# What is the rarest coolest musclebike out there?



## Sped Man

What do you consider the rarest coolest muscle bike out there? Please post a photo.


----------



## silvertonguedevil

The Iverson Dragger has got to be one of them.


----------



## Sped Man

Is that it? It looks like a stingray with mag wheels...


----------



## sqrly

The huffy slingshot with the long forks is pretty darn cool.  No pic right now.
also the Schwinn chopper that I built, but it might not count since I built it.


----------



## detroitbike

*Green* Vista Banana 5 speed and the Iverson Rogue .


----------



## Oldnut

*Huffy wheel*

67 huffy wheels are a little scarce.





 one of mine before the pre war bicycle affliction bit me hard. And it's a huffman I thought they fixed this problem with the pictures.


----------



## kingfish254

At the time, it would have been my old chopperized Screamer 2 (after I accidently put the crank on backwards when it was upside down).


----------



## Wcben

I had a Raleigh chopper in orange with the high back sissy bar, it was a VERY rare ten speed... Wish I still had it, it was a very cool bike!


----------



## Danimal

I think the coolest is a Huffy Rail or a Huffy Wheel. Not the rarest, but I think the coolest.


----------



## prewarbikes4sale

*Kinda rare*

Kinda rare http://vintagebikesforsale.tumblr.com/


----------



## dxmadman

*Any pre production homemade highriser*

My dream is to find a real pre 63 home built bike, the original ones those surfer kids started building in 1958 in Long Beach. My dad remembers Tony Blacks bike, a prewar schwinn with a homemade banana seat " pre persons", if your bike was home built you was King poop and your bike would outclass any 63/64 deluxe. Those are the true original muscle bikes.


----------



## Riadoo

*Not too rare...columbia playboy 88....*

The columbia playboy 88.... Wheelie bars and just a nice juicy bike for the late 60s


----------



## Sped Man

Wcben there is one right now on Ebay.
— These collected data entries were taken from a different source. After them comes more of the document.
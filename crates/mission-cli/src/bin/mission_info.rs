//! CLI tool to inspect a mission document.

use anyhow::Context;
use clap::Parser;
use mission_cli::config::Config;
use mission_cli::init_tracing;
use mission_cli::summary::MissionSummary;
use mission_core::MissionTrack;
use std::path::PathBuf;

/// Print step counts, length and duration of a mission file
#[derive(Parser, Debug)]
#[command(author, version, about)]
struct Args {
    /// Mission XML file
    path: PathBuf,

    /// Print the summary as JSON
    #[arg(long)]
    json: bool,
}

fn main() -> anyhow::Result<()> {
    init_tracing()?;
    let args = Args::parse();
    let config = Config::from_env();

    let track = MissionTrack::load(&args.path)
        .with_context(|| format!("failed to load {}", args.path.display()))?;
    let summary = MissionSummary::new(
        track.name().map(str::to_string),
        track.mission(),
        config.geodesy.geodesy(),
    );

    if args.json {
        println!("{}", serde_json::to_string_pretty(&summary)?);
    } else {
        println!("{}", summary);
    }
    if let Some(error) = &summary.link_error {
        tracing::warn!("{}: {}", args.path.display(), error);
    }
    Ok(())
}
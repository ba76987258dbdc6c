// SPDX-License-Identifier: MPL-2.0
//! Focus change notification.
//!
//! Hosts subscribe observers to learn which item is focused (for example to
//! update a caption). The registry is decoupled from rendering: the Iced
//! component calls [`FocusObservers::notify`] after every transition.

use super::state::FocusIndex;
use std::fmt;

/// Receives the new focus index after every transition.
pub trait FocusObserver {
    fn focus_changed(&mut self, focus: FocusIndex);
}

impl<F> FocusObserver for F
where
    F: FnMut(FocusIndex),
{
    fn focus_changed(&mut self, focus: FocusIndex) {
        self(focus);
    }
}

/// Handle returned by [`FocusObservers::subscribe`], used to unsubscribe.
#[derive(Debug, Clone, Copy, PartialEq, Eq, Hash, PartialOrd, Ord)]
pub struct SubscriptionId(u64);

/// Ordered set of focus observers.
#[derive(Default)]
pub struct FocusObservers {
    next_id: u64,
    observers: Vec<(SubscriptionId, Box<dyn FocusObserver + Send>)>,
}

impl FocusObservers {
    #[must_use]
    pub fn new() -> Self {
        Self::default()
    }

    /// Registers an observer; observers are notified in subscription order.
    pub fn subscribe<O>(&mut self, observer: O) -> SubscriptionId
    where
        O: FocusObserver + Send + 'static,
    {
        let id = SubscriptionId(self.next_id);
        self.next_id += 1;
        self.observers.push((id, Box::new(observer)));
        id
    }

    /// Removes an observer. Returns false if the id was unknown.
    pub fn unsubscribe(&mut self, id: SubscriptionId) -> bool {
        let before = self.observers.len();
        self.observers.retain(|(existing, _)| *existing != id);
        self.observers.len() != before
    }

    pub fn notify(&mut self, focus: FocusIndex) {
        for (_, observer) in &mut self.observers {
            observer.focus_changed(focus);
        }
    }

    #[must_use]
    pub fn len(&self) -> usize {
        self.observers.len()
    }

    #[must_use]
    pub fn is_empty(&self) -> bool {
        self.observers.is_empty()
    }
}

impl fmt::Debug for FocusObservers {
    fn fmt(&self, f: &mut fmt::Formatter<'_>) -> fmt::Result {
        f.debug_struct("FocusObservers")
            .field("count", &self.observers.len())
            .finish()
    }
}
For just $3500 it can be yours. 
http://rover.ebay.com/rover/1/711-5...0001&campid=5335809022&icep_item=281176009527


----------



## Wcben

Wow, like I said, I wish I still had mine!


----------



## sqrly

Bam!  The coolest!!!  Well, was cool before I let it sit for 10 years.


----------



## Sped Man

I vote for the Columbia SS 3. Awesome muscle bike from the past. Always wanted one for my sons but never could find one.


----------



## hoofhearted

*Gots Ta Have Them "Foot" Pedals .........*

My blue Swing-Bike with AUTHENTIC - American Made - "Foot" Pedals.  
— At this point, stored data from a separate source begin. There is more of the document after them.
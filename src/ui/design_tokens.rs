// SPDX-License-Identifier: MPL-2.0
#![doc = r#"
# Design Tokens

Visual constants shared by the carousel widgets and the demo window.
Carousel geometry (radii, border, navigation sizes) is configurable and lives
in [`crate::config::defaults`]; the tokens here cover everything around it.

## Organization

- **Palette**: Base colors
- **Opacity**: Hover and pressed overlays
- **Spacing**: Spacing scale (8px grid)
- **Typography**: Caption font sizes
- **Border**: Border width scale
- **Radius**: Border radii (panels and circles)

## Examples

```
use iced_carousel::ui::design_tokens::{opacity, palette, spacing};
use iced::Color;

let hover_veil = Color {
    a: opacity::HOVER_VEIL,
    ..palette::WHITE
};

let padding = spacing::MD; // 16px
```
"#]

use iced::Color;

// ============================================================================
// Color Palette
// ============================================================================

pub mod palette {
    use super::Color;

    pub const BLACK: Color = Color::BLACK;
    pub const WHITE: Color = Color::WHITE;
    pub const GRAY_900: Color = Color::from_rgb(0.1, 0.1, 0.1);
    pub const GRAY_700: Color = Color::from_rgb(0.3, 0.3, 0.3);
    pub const GRAY_200: Color = Color::from_rgb(0.75, 0.75, 0.75);
    pub const GRAY_100: Color = Color::from_rgb(0.85, 0.85, 0.85);

    // Terracotta scale around the default ring color (#CB786C)
    pub const ACCENT_400: Color = Color::from_rgb(0.86, 0.56, 0.51);
    pub const ACCENT_500: Color = Color::from_rgb(0.796, 0.471, 0.424);
}

// ============================================================================
// Opacity Scale
// ============================================================================

pub mod opacity {
    pub const TRANSPARENT: f32 = 0.0;
    /// Lightening applied to a navigation button on hover
    pub const HOVER_VEIL: f32 = 0.15;
    /// Darkening applied to a navigation button while pressed
    pub const PRESSED_VEIL: f32 = 0.2;
    pub const OPAQUE: f32 = 1.0;

    /// Caption card surface
    pub const SURFACE: f32 = 0.95;
}

// ============================================================================
// Spacing Scale (8px baseline grid)
// ============================================================================

pub mod spacing {
    pub const XXS: f32 = 4.0; // 0.5 unit
    pub const XS: f32 = 8.0; // 1 unit
    pub const SM: f32 = 12.0; // 1.5 units
    pub const MD: f32 = 16.0; // 2 units
    pub const LG: f32 = 24.0; // 3 units
}

// ============================================================================
// Typography Scale
// ============================================================================

pub mod typography {
    //! Font sizes of the central caption card.

    /// Caption title inside the central slot
    pub const CAPTION_TITLE: f32 = 20.0;

    /// Caption description inside the central slot
    pub const CAPTION_BODY: f32 = 14.0;

    /// Labels of text items orbiting on the ring
    pub const RING_LABEL: f32 = 12.0;
}

// ============================================================================
// Border Scale
// ============================================================================

pub mod border {
    /// Outline of peripheral items
    pub const WIDTH_SM: f32 = 1.0;

    /// Focus highlight around the focused peripheral item
    pub const WIDTH_MD: f32 = 3.0;
}

// ============================================================================
// Border Radius Scale
// ============================================================================

pub mod radius {
    pub const NONE: f32 = 0.0;
    pub const MD: f32 = 8.0;
    pub const FULL: f32 = 9999.0; // Circle for square boxes
}

// ============================================================================
// Compile-time Validation
// ============================================================================

const _: () = {
    assert!(spacing::XS > 0.0);
    assert!(spacing::SM > spacing::XS);
    assert!(spacing::MD > spacing::SM);
    assert!(spacing::LG > spacing::MD);

    assert!(opacity::TRANSPARENT == 0.0);
    assert!(opacity::OPAQUE == 1.0);
    assert!(opacity::HOVER_VEIL > 0.0 && opacity::HOVER_VEIL < 1.0);
    assert!(opacity::PRESSED_VEIL > 0.0 && opacity::PRESSED_VEIL < 1.0);
    assert!(opacity::SURFACE > 0.0 && opacity::SURFACE < 1.0);

    assert!(typography::CAPTION_TITLE > typography::CAPTION_BODY);
    assert!(typography::CAPTION_BODY > typography::RING_LABEL);

    assert!(border::WIDTH_MD > border::WIDTH_SM);
    assert!(radius::MD > radius::NONE);
    assert!(radius::FULL > radius::MD);
};

#[cfg(test)]
mod tests {
    use super::*;

    #[test]
    fn spacing_scale_is_consistent() {
        assert_eq!(spacing::MD, spacing::XS * 2.0);
        assert_eq!(spacing::LG, spacing::MD * 1.5);
    }

    #[test]
    fn accent_scale_darkens() {
        assert!(palette::ACCENT_400.r > palette::ACCENT_500.r);
    }
}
Sure .. I was way too old for it when I got it ... but it was very, very boss !!!


----------



## stoney

Where in the hell did you find those sasquatch pedals? ugly, but love 'em


----------



## hoofhearted

*Oh, Those Pedals !!!*

A good friend of mine, Paul (goes by code-name >> bike << on The CABE) allowed me to own them 
years ago.  Paul (bike) is known for having a good eye AND the uncanny ability to acquire the most 
profound, bicycle-related jewels. 

Paul has been my source of exotic badges and other treasures for the longest time.

Paul coined the phrase, "It's Only Unobtainable Once .. And Then I Find It."  

And because of this asset .. it's a forgivable sin that he uses the term, "smalls" as frequently as he does.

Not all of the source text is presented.